After serving in churches for 27 years, I picked up a few scars and a little bit of experience along the way.  There is no job quite like being a pastor.  Here are some of the things I've learned: 

  1. Pastoring is a lot like parenting: usually the pastors who do the right things get the right results, but not always.
  2. You are not the last Senior Pastor your church is going to have; you are just the temporary steward of the church to which Christ has assigned you. 
  3. One can be a pastor with only modest intellectual abilities, but one cannot remain a pastor long without a sense of humor. (Will Willamon)
  4. Clarify expectations in writing of both staff and volunteers.  People will rise to the expectations you place on them – high or low. 
  5. People often fail in ministry because they never learn to say the four “magic” words:  “I need your help.”
  6. Senior pastors who raise the budget seldom get run off.
  7. 90% of what a leader does can be done by a monkey with an eighth grade education.  You get paid for the other 10%. That last 10% requires wisdom and courage. (Alan Nelson)
  8. An important part of being a Senior Pastor is raising money.  This is not what most pastors like to do but is necessary for a community to corporately do significant things.
  9. Hire a “world-class” team of equippers as your staff: you cannot hire enough doers to get the job done; hire people, don’t fill positions; the best people usually cost you the most money; never hire people to help them out; trust your gut and listen to your spouse in the hiring process.
  10. The colon is a vital part of the body of Christ.  If you don’t let some people go, they will pollute the church and make it sick. 
  11. Time is better spent in finding new people than in trying to convince people who are disgruntled to come back. 
  12. The most important things we do in ministry are often not what we do but what we do not prevent from happening. When you say “yes” to something you are saying “no” to something else by default.
  13. A denomination cannot love you.  If you expect it to, you will be burned out and bitter. 
  14. A sure fire way to become disillusioned and cynical is to focus on saving a denomination instead of saving people.
  15. The two most dangerous emotions senior pastors wrestle with are fear and cynicism.
  16. Attitude and people skills have more to do with success in ministry than technical knowledge and proficiency. 
  17. A senior pastor must have a high tolerance for chaos.

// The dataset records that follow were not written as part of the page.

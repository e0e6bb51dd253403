//! The graph runtime.
//!
//! A [`TaskGraph`] owns the root stage of a wired graph. [`TaskGraph::start`]
//! validates the topology, gives every stage an input queue shared by its
//! producers, runs one executor per stage (inline or under a worker-process
//! supervisor), seeds the requested stages and returns once every stage has
//! finalised. The result tables stay readable afterwards.
//!
//! # Example
//!
//! ```rust,ignore
//! use taskgraph::prelude::*;
//!
//! let a = Stage::new("A", StageFunction::blocking("add_one", |x| Ok(json!(x.as_i64().unwrap_or(0) + 1))));
//! let b = Stage::new("B", StageFunction::blocking("double", |x| Ok(json!(x.as_i64().unwrap_or(0) * 2))));
//! a.set_next(&[b]);
//!
//! let mut graph = TaskGraph::new(a);
//! graph.start_tree(vec![json!(1), json!(2)]).await?;
//! println!("{:?}", graph.final_results().values(&json!(1)));
//! ```

mod fallback;
mod methods;
mod results;
mod runtime;
mod snapshot;
mod stop;
mod topology;

pub use fallback::{load_errors_by_kind, load_errors_by_stage};
pub use methods::{MethodReport, MethodTiming, ALL_MODES};
pub use results::{FinalResults, Terminal};
pub use snapshot::{snapshot_all, StageSnapshot};
pub use stop::StopHandle;
pub use topology::{collect_stages, find_cycle, structure_lines};

use crate::config::GraphConfig;
use crate::errors::{TaskGraphError, TopologyError};
use crate::stage::{ExecutionMode, Stage, StageCounts, StageMode, StageState};
use crate::task::{FailRecord, TaskError};
use serde::Serialize;
use serde_json::Value;
use std::collections::{BTreeMap, HashMap};
use std::path::{Path, PathBuf};
use std::sync::Arc;
use std::time::Duration;
use uuid::Uuid;

/// Initial tasks keyed by stage tag.
pub type Seeds = HashMap<String, Vec<Value>>;

/// Summary of one finished run.
#[derive(Debug, Clone, Serialize)]
pub struct RunSummary {
    /// Unique id of the run.
    pub run_id: Uuid,
    /// Wall time from validation to teardown.
    pub duration: Duration,
    /// Final counters per stage tag.
    pub counts: BTreeMap<String, StageCounts>,
}

#[derive(Debug, Default)]
struct LastRun {
    results: FinalResults,
    failed_initial: Vec<Value>,
    fail_records: Vec<FailRecord>,
    realtime_path: Option<PathBuf>,
}

/// A wired stage graph and the tables of its last run.
pub struct TaskGraph {
    root: Stage,
    config: GraphConfig,
    stop: StopHandle,
    stages: Vec<Stage>,
    last: LastRun,
}

impl TaskGraph {
    /// Creates a runtime for the graph below `root` with default settings.
    #[must_use]
    pub fn new(root: Stage) -> Self {
        Self::with_config(root, GraphConfig::default())
    }

    /// Creates a runtime with `config`.
    #[must_use]
    pub fn with_config(root: Stage, config: GraphConfig) -> Self {
        let stages = collect_stages(&root);
        Self {
            root,
            config,
            stop: StopHandle::new(),
            stages,
            last: LastRun::default(),
        }
    }

    /// Returns the root stage.
    #[must_use]
    pub fn root(&self) -> &Stage {
        &self.root
    }

    /// Returns the configuration.
    #[must_use]
    pub fn config(&self) -> &GraphConfig {
        &self.config
    }

    /// Returns a handle that stops the current or next run.
    #[must_use]
    pub fn stop_handle(&self) -> StopHandle {
        self.stop.clone()
    }

    /// Applies the same stage and execution modes to every stage.
    pub fn set_graph_mode(&self, stage_mode: StageMode, execution_mode: ExecutionMode) {
        for stage in collect_stages(&self.root) {
            stage.set_stage_mode(stage_mode);
            stage.set_execution_mode(execution_mode);
        }
    }

    /// Runs the graph with `seeds` and waits until every stage finalised.
    ///
    /// The root is always seeded, with nothing when `seeds` has no entry for
    /// it. Seeds on other stages are accepted for partial re-runs. Task
    /// failures never fail the run; topology problems and lost queues do.
    pub async fn start(&mut self, seeds: Seeds) -> Result<RunSummary, TaskGraphError> {
        self.stop.reset();
        self.stages = collect_stages(&self.root);
        self.last = LastRun::default();

        let report = runtime::run(&self.root, &self.config, &self.stop, seeds).await?;
        self.last = LastRun {
            results: report.walked.results,
            failed_initial: report.walked.failed_initial,
            fail_records: report.fail_records,
            realtime_path: report.realtime_path,
        };

        Ok(RunSummary {
            run_id: Uuid::new_v4(),
            duration: report.duration,
            counts: report.counts,
        })
    }

    /// Runs the graph with `tasks` seeded on the root.
    pub async fn start_tree(&mut self, tasks: Vec<Value>) -> Result<RunSummary, TaskGraphError> {
        let seeds = Seeds::from([(self.root.tag(), tasks)]);
        self.start(seeds).await
    }

    /// Terminal outcomes per initial task.
    #[must_use]
    pub fn final_results(&self) -> &FinalResults {
        &self.last.results
    }

    /// Initial tasks with at least one path ending in an error.
    #[must_use]
    pub fn failed_initial_tasks(&self) -> &[Value] {
        &self.last.failed_initial
    }

    /// Every fail record of the last run, in arrival order.
    #[must_use]
    pub fn fail_records(&self) -> &[FailRecord] {
        &self.last.fail_records
    }

    /// Path of the realtime error file, when fallback files are enabled.
    #[must_use]
    pub fn realtime_errors_path(&self) -> Option<&Path> {
        self.last.realtime_path.as_deref()
    }

    /// Failed tasks per stage tag.
    #[must_use]
    pub fn errors_by_stage(&self) -> BTreeMap<String, Vec<(Value, TaskError)>> {
        results::errors_by_stage(&self.stages)
    }

    /// Failed tasks grouped by `(error_info, stage_tag)`.
    #[must_use]
    pub fn errors_by_kind(&self) -> BTreeMap<(String, String), Vec<Value>> {
        results::errors_by_kind(&self.stages)
    }

    /// Fail records grouped by `(error_kind, stage_tag)`, oldest first.
    #[must_use]
    pub fn fail_timeline(&self) -> BTreeMap<(String, String), Vec<(Value, f64)>> {
        results::fail_timeline(&self.last.fail_records)
    }

    /// Returns the tables of the stage tagged `tag`.
    #[must_use]
    pub fn stage_state(&self, tag: &str) -> Option<Arc<StageState>> {
        self.stages
            .iter()
            .find(|s| s.tag() == tag)
            .map(Stage::state)
    }

    /// Stages in breadth-first order.
    #[must_use]
    pub fn stages(&self) -> &[Stage] {
        &self.stages
    }

    /// The boxed tree drawing of the graph.
    #[must_use]
    pub fn structure_lines(&self) -> Vec<String> {
        structure_lines(&self.root)
    }

    /// Current progress of every stage.
    #[must_use]
    pub fn status(&self) -> Vec<StageSnapshot> {
        snapshot_all(&self.stages)
    }
}

impl std::fmt::Debug for TaskGraph {
    fn fmt(&self, f: &mut std::fmt::Formatter<'_>) -> std::fmt::Result {
        f.debug_struct("TaskGraph")
            .field("root", &self.root.tag())
            .field("stages", &self.stages.len())
            .finish_non_exhaustive()
    }
}

/// A linear graph with stages named `Stage 1` to `Stage n`.
pub struct TaskChain;

impl TaskChain {
    /// Wires `stages` in order and returns the runtime.
    ///
    /// Each stage is renamed by position. Fails when `stages` is empty.
    pub fn new(stages: Vec<Stage>) -> Result<TaskGraph, TaskGraphError> {
        Self::with_config(stages, GraphConfig::default())
    }

    /// Like [`TaskChain::new`] with `config`.
    pub fn with_config(stages: Vec<Stage>, config: GraphConfig) -> Result<TaskGraph, TaskGraphError> {
        let renamed: Vec<Stage> = stages
            .iter()
            .enumerate()
            .map(|(i, stage)| stage.renamed(format!("Stage {}", i + 1)))
            .collect();
        for pair in renamed.windows(2) {
            pair[0].set_next(&[pair[1].clone()]);
        }
        let root = renamed
            .into_iter()
            .next()
            .ok_or_else(|| TopologyError::new("A task chain needs at least one stage"))?;
        Ok(TaskGraph::with_config(root, config))
    }
}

  18. If your church is growing but is unhealthy, you will multiply your headaches and not your blessings.
  19. When the number of immature and dysfunctional people in a church outnumber the mature and healthy people, the lunatics will run the asylum.    
  20. Leaders create action and chaos.  Mangers bring order to chaos.  The church needs both.  

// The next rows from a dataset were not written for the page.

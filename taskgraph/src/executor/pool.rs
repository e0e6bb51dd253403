//! Pool of worker processes serving one function.
//!
//! Workers are spawned lazily, up to the pool size, and reused. Each worker
//! handles one request at a time. A worker whose pipe breaks is killed and
//! dropped; the next request that finds no idle worker spawns a fresh one.

use crate::errors::WorkerError;
use crate::task::TaskError;
use crate::worker::protocol::{encode_line, PoolRequest, PoolResponse};
use crate::worker::{WorkerLauncher, WorkerRole, FUNCTION_ENV};
use parking_lot::Mutex;
use serde_json::Value;
use std::sync::atomic::{AtomicU64, AtomicUsize, Ordering};
use std::time::Duration;
use tokio::io::{AsyncBufReadExt, AsyncWriteExt, BufReader, Lines};
use tokio::process::{Child, ChildStdin, ChildStdout};
use tokio::sync::Semaphore;
use tracing::{debug, warn};

const CLOSE_TIMEOUT: Duration = Duration::from_secs(2);

struct PoolWorker {
    child: Child,
    stdin: ChildStdin,
    stdout: Lines<BufReader<ChildStdout>>,
}

impl PoolWorker {
    /// Sends one request and waits for its response.
    ///
    /// The outer error means the worker is unusable; the inner result is the
    /// function's outcome.
    async fn call(&mut self, id: u64, task: Value) -> Result<Result<Value, TaskError>, TaskError> {
        let line = match encode_line(&PoolRequest { id, task }) {
            Ok(line) => line,
            Err(e) => return Ok(Err(TaskError::serialization(e.to_string()))),
        };

        let written = async {
            self.stdin.write_all(line.as_bytes()).await?;
            self.stdin.flush().await
        }
        .await;
        if let Err(e) = written {
            return Err(TaskError::worker_crashed(format!("sending task {id} failed: {e}")));
        }

        loop {
            match self.stdout.next_line().await {
                Ok(Some(line)) => match serde_json::from_str::<PoolResponse>(&line) {
                    Ok(response) if response.id == id => return Ok(response.outcome.into()),
                    Ok(response) => warn!(expected = id, got = response.id, "Dropping stale pool response"),
                    Err(e) => {
                        let carries_id = serde_json::from_str::<Value>(&line)
                            .ok()
                            .and_then(|v| v.get("id").and_then(Value::as_u64))
                            == Some(id);
                        if carries_id {
                            return Ok(Err(TaskError::serialization(format!(
                                "undecodable response for task {id}: {e}"
                            ))));
                        }
                        debug!(line = %line, "Ignoring non-frame worker output");
                    }
                },
                Ok(None) => {
                    return Err(TaskError::worker_crashed(format!(
                        "worker exited while running task {id}"
                    )))
                }
                Err(e) => {
                    return Err(TaskError::worker_crashed(format!(
                        "reading response for task {id} failed: {e}"
                    )))
                }
            }
        }
    }

    async fn close(mut self) {
        drop(self.stdin);
        match tokio::time::timeout(CLOSE_TIMEOUT, self.child.wait()).await {
            Ok(Ok(status)) => debug!(%status, "Pool worker exited"),
            Ok(Err(e)) => warn!(error = %e, "Waiting for pool worker failed"),
            Err(_) => {
                warn!("Pool worker did not exit, killing it");
                let _ = self.child.kill().await;
            }
        }
    }
}

/// Fixed-size pool of worker processes running one registered function.
pub struct ProcessPool {
    function: String,
    launcher: WorkerLauncher,
    size: usize,
    slots: Semaphore,
    idle: Mutex<Vec<PoolWorker>>,
    next_id: AtomicU64,
    spawned: AtomicUsize,
}

impl ProcessPool {
    /// Creates a pool of at most `size` workers for `function`.
    #[must_use]
    pub fn new(function: impl Into<String>, launcher: WorkerLauncher, size: usize) -> Self {
        let size = size.max(1);
        Self {
            function: function.into(),
            launcher,
            size,
            slots: Semaphore::new(size),
            idle: Mutex::new(Vec::new()),
            next_id: AtomicU64::new(1),
            spawned: AtomicUsize::new(0),
        }
    }

    /// Returns the pool size.
    #[must_use]
    pub fn size(&self) -> usize {
        self.size
    }

    /// Returns how many worker processes were started so far.
    #[must_use]
    pub fn spawned(&self) -> usize {
        self.spawned.load(Ordering::SeqCst)
    }

    fn spawn_worker(&self) -> Result<PoolWorker, WorkerError> {
        let mut child = self
            .launcher
            .spawn(WorkerRole::Pool, &[(FUNCTION_ENV, self.function.as_str())])?;
        let stdin = child
            .stdin
            .take()
            .ok_or_else(|| WorkerError::Protocol("pool worker stdin missing".to_string()))?;
        let stdout = child
            .stdout
            .take()
            .ok_or_else(|| WorkerError::Protocol("pool worker stdout missing".to_string()))?;
        self.spawned.fetch_add(1, Ordering::SeqCst);

        Ok(PoolWorker {
            child,
            stdin,
            stdout: BufReader::new(stdout).lines(),
        })
    }

    /// Runs `task` on an idle worker, spawning one if needed.
    pub async fn run(&self, task: Value) -> Result<Value, TaskError> {
        let _permit = self
            .slots
            .acquire()
            .await
            .map_err(|_| TaskError::worker_crashed("process pool is shut down"))?;

        let idle = self.idle.lock().pop();
        let mut worker = match idle {
            Some(worker) => worker,
            None => self
                .spawn_worker()
                .map_err(|e| TaskError::worker_crashed(e.to_string()))?,
        };

        let id = self.next_id.fetch_add(1, Ordering::SeqCst);
        match worker.call(id, task).await {
            Ok(outcome) => {
                self.idle.lock().push(worker);
                outcome
            }
            Err(err) => {
                warn!(function = %self.function, error = %err, "Pool worker lost");
                let _ = worker.child.kill().await;
                Err(err)
            }
        }
    }

    /// Closes every idle worker and refuses further work.
    pub async fn shutdown(&self) {
        self.slots.close();
        let workers = std::mem::take(&mut *self.idle.lock());
        for worker in workers {
            worker.close().await;
        }
    }
}

impl std::fmt::Debug for ProcessPool {
    fn fmt(&self, f: &mut std::fmt::Formatter<'_>) -> std::fmt::Result {
        f.debug_struct("ProcessPool")
            .field("function", &self.function)
            .field("size", &self.size)
            .field("spawned", &self.spawned())
            .finish_non_exhaustive()
    }
}

#[cfg(test)]
mod tests {
    use super::*;
    use crate::task::kinds;
    use serde_json::json;

    #[tokio::test]
    async fn test_spawn_failure_is_worker_crash() {
        let pool = ProcessPool::new(
            "double",
            WorkerLauncher::program("/definitely/not/a/taskgraph/worker"),
            2,
        );
        let err = pool.run(json!(1)).await.unwrap_err();
        assert!(err.is_kind(kinds::WORKER_CRASHED));
        assert_eq!(pool.spawned(), 0);
    }

    #[tokio::test]
    async fn test_shutdown_refuses_work() {
        let pool = ProcessPool::new("double", WorkerLauncher::default(), 1);
        pool.shutdown().await;
        let err = pool.run(json!(1)).await.unwrap_err();
        assert!(err.is_kind(kinds::WORKER_CRASHED));
    }
}
//! Failure dumps for inspection and partial re-runs.
//!
//! Files live under `<fallback_dir>/<YYYY-MM-DD>/`:
//!
//! - `realtime_errors(<HH-MM-SS-mmm>).jsonl`: a metadata line, then one
//!   [`FailRecord`] per line, written as failures happen.
//! - `<HH-MM-SS-mmm>__<root name>.json`: structure, failed tasks by stage and
//!   failed initial tasks, written when the run ends.
//! - `unconsumed(<HH-MM-SS-mmm>).jsonl`: tasks still queued at shutdown.

use super::Seeds;
use crate::errors::TaskGraphError;
use crate::task::FailRecord;
use chrono::Local;
use serde::Serialize;
use serde_json::{json, Value};
use std::collections::{BTreeMap, HashMap};
use std::path::{Path, PathBuf};
use tokio::fs::File;
use tokio::io::{AsyncWriteExt, BufWriter};

/// Returns today's directory under `base`.
#[must_use]
pub fn dated_dir(base: &Path) -> PathBuf {
    base.join(Local::now().format("%Y-%m-%d").to_string())
}

/// Returns the current local time as `HH-MM-SS-mmm`.
#[must_use]
pub fn time_stamp() -> String {
    Local::now().format("%H-%M-%S-%3f").to_string()
}

async fn write_jsonl_line<T: Serialize>(out: &mut BufWriter<File>, value: &T) -> Result<(), TaskGraphError> {
    let mut line = serde_json::to_string(value)?;
    line.push('\n');
    out.write_all(line.as_bytes()).await?;
    Ok(())
}

/// Appends fail records to the realtime JSONL file.
pub struct RealtimeErrors {
    out: BufWriter<File>,
    path: PathBuf,
    written: u64,
}

impl RealtimeErrors {
    /// Creates the file and writes the metadata line.
    pub async fn create(base: &Path, structure: &[String]) -> Result<Self, TaskGraphError> {
        let dir = dated_dir(base);
        tokio::fs::create_dir_all(&dir).await?;
        let path = dir.join(format!("realtime_errors({}).jsonl", time_stamp()));
        let mut out = BufWriter::new(File::create(&path).await?);

        let header = json!({
            "timestamp": Local::now().to_rfc3339(),
            "structure": structure,
        });
        write_jsonl_line(&mut out, &header).await?;
        out.flush().await?;

        Ok(Self {
            out,
            path,
            written: 0,
        })
    }

    /// Appends one record and flushes it.
    pub async fn append(&mut self, record: &FailRecord) -> Result<(), TaskGraphError> {
        write_jsonl_line(&mut self.out, record).await?;
        self.out.flush().await?;
        self.written += 1;
        Ok(())
    }

    /// Returns the file path.
    #[must_use]
    pub fn path(&self) -> &Path {
        &self.path
    }

    /// Returns the number of records written.
    #[must_use]
    pub fn written(&self) -> u64 {
        self.written
    }

    /// Flushes and closes the file.
    pub async fn finish(mut self) -> Result<PathBuf, TaskGraphError> {
        self.out.shutdown().await?;
        Ok(self.path)
    }
}

impl std::fmt::Debug for RealtimeErrors {
    fn fmt(&self, f: &mut std::fmt::Formatter<'_>) -> std::fmt::Result {
        f.debug_struct("RealtimeErrors")
            .field("path", &self.path)
            .field("written", &self.written)
            .finish_non_exhaustive()
    }
}

/// Replaces characters that cannot appear in a file name component.
fn file_safe(name: &str) -> String {
    name.chars()
        .map(|c| match c {
            '/' | '\\' | ':' | '*' | '?' | '"' | '<' | '>' | '|' => '_',
            c if c.is_control() => '_',
            c => c,
        })
        .collect()
}

/// Writes the end-of-run failure summary and returns its path.
pub async fn save_failures(
    base: &Path,
    root_name: &str,
    structure: &[String],
    fail_tasks: &BTreeMap<String, Vec<Value>>,
    fail_init_tasks: &[Value],
) -> Result<PathBuf, TaskGraphError> {
    let dir = dated_dir(base);
    tokio::fs::create_dir_all(&dir).await?;
    let path = dir.join(format!("{}__{}.json", time_stamp(), file_safe(root_name)));

    let data = json!({
        "metadata": {
            "timestamp": Local::now().to_rfc3339(),
            "structure": structure,
        },
        "fail tasks": fail_tasks,
        "fail init tasks": fail_init_tasks,
    });
    tokio::fs::write(&path, serde_json::to_vec_pretty(&data)?).await?;
    Ok(path)
}

/// Writes tasks left on input queues, one `{"stage", "task"}` object per
/// line. Writes nothing and returns `None` when there are none.
pub async fn save_unconsumed(
    base: &Path,
    leftovers: &[(String, Value)],
) -> Result<Option<PathBuf>, TaskGraphError> {
    if leftovers.is_empty() {
        return Ok(None);
    }
    let dir = dated_dir(base);
    tokio::fs::create_dir_all(&dir).await?;
    let path = dir.join(format!("unconsumed({}).jsonl", time_stamp()));

    let mut out = BufWriter::new(File::create(&path).await?);
    for (stage, task) in leftovers {
        write_jsonl_line(&mut out, &json!({"stage": stage, "task": task})).await?;
    }
    out.shutdown().await?;
    Ok(Some(path))
}

fn read_records(path: &Path) -> Result<Vec<FailRecord>, TaskGraphError> {
    let text = std::fs::read_to_string(path)?;
    Ok(text
        .lines()
        .filter(|line| !line.trim().is_empty())
        .filter_map(|line| serde_json::from_str::<FailRecord>(line).ok())
        .collect())
}

/// Reads a realtime JSONL file back into seeds keyed by stage tag.
///
/// Non-record lines are skipped. The result can be passed straight to
/// [`TaskGraph::start`](super::TaskGraph::start) for a partial re-run.
pub fn load_errors_by_stage(path: impl AsRef<Path>) -> Result<Seeds, TaskGraphError> {
    let mut seeds: Seeds = HashMap::new();
    for record in read_records(path.as_ref())? {
        if let Some(task) = record.task_value() {
            seeds.entry(record.stage_tag).or_default().push(task);
        }
    }
    Ok(seeds)
}

/// Reads a realtime JSONL file grouped by `(error_info, stage_tag)`.
pub fn load_errors_by_kind(
    path: impl AsRef<Path>,
) -> Result<BTreeMap<(String, String), Vec<Value>>, TaskGraphError> {
    let mut grouped: BTreeMap<(String, String), Vec<Value>> = BTreeMap::new();
    for record in read_records(path.as_ref())? {
        if let Some(task) = record.task_value() {
            grouped
                .entry((record.error_info, record.stage_tag))
                .or_default()
                .push(task);
        }
    }
    Ok(grouped)
}

#[cfg(test)]
mod tests {
    use super::*;
    use crate::task::{TaskError, TaskKey};
    use pretty_assertions::assert_eq;

    fn record(tag: &str, task: Value, kind: &str) -> FailRecord {
        FailRecord::new(tag, &TaskKey::of(&task), &TaskError::new(kind, "boom"))
    }

    #[test]
    fn test_file_safe_names() {
        assert_eq!(file_safe("fetch pages"), "fetch pages");
        assert_eq!(file_safe("a/b\\c:d"), "a_b_c_d");
    }

    #[tokio::test]
    async fn test_failures_saved_for_root_with_separators() {
        let dir = tempfile::tempdir().unwrap();
        let failures = BTreeMap::from([("in/out[f]".to_string(), vec![json!(1)])]);

        let path = save_failures(dir.path(), "in/out", &["in/out[f]".to_string()], &failures, &[json!(1)])
            .await
            .unwrap();

        assert_eq!(path.parent(), Some(dated_dir(dir.path()).as_path()));
        assert!(path.file_name().unwrap().to_string_lossy().ends_with("__in_out.json"));
        let saved: Value = serde_json::from_slice(&std::fs::read(&path).unwrap()).unwrap();
        assert_eq!(saved["fail init tasks"], json!([1]));
    }

    #[tokio::test]
    async fn test_realtime_round_trip() {
        let dir = tempfile::tempdir().unwrap();
        let mut realtime = RealtimeErrors::create(dir.path(), &["+--+".to_string()])
            .await
            .unwrap();
        realtime.append(&record("A[f]", json!(1), "ReadTimeout")).await.unwrap();
        realtime.append(&record("A[f]", json!(2), "ValueError")).await.unwrap();
        realtime.append(&record("B[g]", json!("x"), "ValueError")).await.unwrap();
        assert_eq!(realtime.written(), 3);
        let path = realtime.finish().await.unwrap();

        let file_name = path.file_name().unwrap().to_string_lossy().to_string();
        assert!(file_name.starts_with("realtime_errors("));
        assert!(path.parent().unwrap().starts_with(dir.path()));

        let by_stage = load_errors_by_stage(&path).unwrap();
        assert_eq!(by_stage["A[f]"], vec![json!(1), json!(2)]);
        assert_eq!(by_stage["B[g]"], vec![json!("x")]);

        let by_kind = load_errors_by_kind(&path).unwrap();
        assert_eq!(
            by_kind[&("ValueError: boom".to_string(), "A[f]".to_string())],
            vec![json!(2)]
        );
        assert_eq!(by_kind.len(), 3);
    }

    #[tokio::test]
    async fn test_save_failures_layout() {
        let dir = tempfile::tempdir().unwrap();
        let mut fail_tasks = BTreeMap::new();
        fail_tasks.insert("A[f]".to_string(), vec![json!(7)]);

        let path = save_failures(dir.path(), "Stage 1", &["line".to_string()], &fail_tasks, &[json!(7)])
            .await
            .unwrap();

        assert!(path.to_string_lossy().ends_with("__Stage 1.json"));
        let data: Value = serde_json::from_slice(&std::fs::read(&path).unwrap()).unwrap();
        assert_eq!(data["fail tasks"]["A[f]"], json!([7]));
        assert_eq!(data["fail init tasks"], json!([7]));
        assert_eq!(data["metadata"]["structure"], json!(["line"]));
    }

    #[tokio::test]
    async fn test_unconsumed_only_when_needed() {
        let dir = tempfile::tempdir().unwrap();
        assert!(save_unconsumed(dir.path(), &[]).await.unwrap().is_none());

        let path = save_unconsumed(dir.path(), &[("B[g]".to_string(), json!(3))])
            .await
            .unwrap()
            .unwrap();
        let text = std::fs::read_to_string(path).unwrap();
        assert_eq!(text.trim(), r#"{"stage":"B[g]","task":3}"#);
    }
}
//! Fail-queue records.

use super::{TaskError, TaskKey};
use serde::{Deserialize, Serialize};
use serde_json::Value;
use std::time::{SystemTime, UNIX_EPOCH};

/// Record pushed onto the global fail queue for every terminal failure.
///
/// This is also the wire format used when the record crosses a process
/// boundary and the line format of the realtime error JSONL file.
#[derive(Debug, Clone, PartialEq, Serialize, Deserialize)]
pub struct FailRecord {
    /// Tag of the stage that gave up on the task.
    pub stage_tag: String,
    /// Canonical form of the task.
    pub task: String,
    /// `"<ErrorKind>: <message>"`.
    pub error_info: String,
    /// Seconds since the Unix epoch.
    pub timestamp: f64,
}

impl FailRecord {
    /// Creates a record stamped with the current time.
    #[must_use]
    pub fn new(stage_tag: impl Into<String>, task: &TaskKey, error: &TaskError) -> Self {
        let now = SystemTime::now()
            .duration_since(UNIX_EPOCH)
            .map(|d| d.as_secs_f64())
            .unwrap_or(0.0);

        Self {
            stage_tag: stage_tag.into(),
            task: task.as_str().to_string(),
            error_info: error.info(),
            timestamp: now,
        }
    }

    /// Returns the error kind part of `error_info`.
    #[must_use]
    pub fn error_kind(&self) -> &str {
        self.error_info
            .split_once(": ")
            .map_or(self.error_info.as_str(), |(kind, _)| kind)
    }

    /// Returns the key of the failed task.
    #[must_use]
    pub fn task_key(&self) -> TaskKey {
        TaskKey::from_canonical(self.task.clone())
    }

    /// Parses the task back into a value.
    #[must_use]
    pub fn task_value(&self) -> Option<Value> {
        self.task_key().to_value()
    }
}

#[cfg(test)]
mod tests {
    use super::*;
    use serde_json::json;

    #[test]
    fn test_record_fields() {
        let key = TaskKey::of(&json!({"id": 7}));
        let err = TaskError::new("ReadTimeout", "slow: upstream");
        let record = FailRecord::new("fetch[get]", &key, &err);

        assert_eq!(record.stage_tag, "fetch[get]");
        assert_eq!(record.error_info, "ReadTimeout: slow: upstream");
        assert_eq!(record.error_kind(), "ReadTimeout");
        assert_eq!(record.task_value(), Some(json!({"id": 7})));
        assert!(record.timestamp > 0.0);
    }

    #[test]
    fn test_record_wire_format() {
        let record = FailRecord {
            stage_tag: "a[f]".to_string(),
            task: "1".to_string(),
            error_info: "E: m".to_string(),
            timestamp: 1.5,
        };
        let value = serde_json::to_value(&record).unwrap();
        assert_eq!(
            value,
            json!({"stage_tag": "a[f]", "task": "1", "error_info": "E: m", "timestamp": 1.5})
        );
    }
}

  21. Very few churches have leaders in leadership positions.  The church usually hires managers to lead. 
  22. When most church people say they want their church to grow, often they mean that they want people who are like them to begin attending and add validity to what they are already doing.
  23. Most pastors are functional atheists until 10:00 AM on Monday; make no major decisions before Monday noon.
  24. The deeper the commitment you call people to, the more they like it and the more faithful they will be.
  25. The only person who likes change is a baby.  Even leaders who say they like change only like the change that they implement. 
  26. Every time a church doubles in size, the administrative structure that sustains it must be destroyed and re-engineered. 
  27. As a church grows pastors must suffer the grief of giving up areas of ministry to which they feel called and competent.
  28. Never read anonymous letters.
  29. When someone says, “people are saying…” make them tell you who “people” are before you will address their concerns.  If they won’t tell you, don’t give ear to it. 
  30. Remember that every leader in the Bible faced opposition, and you are not likely to please everyone either.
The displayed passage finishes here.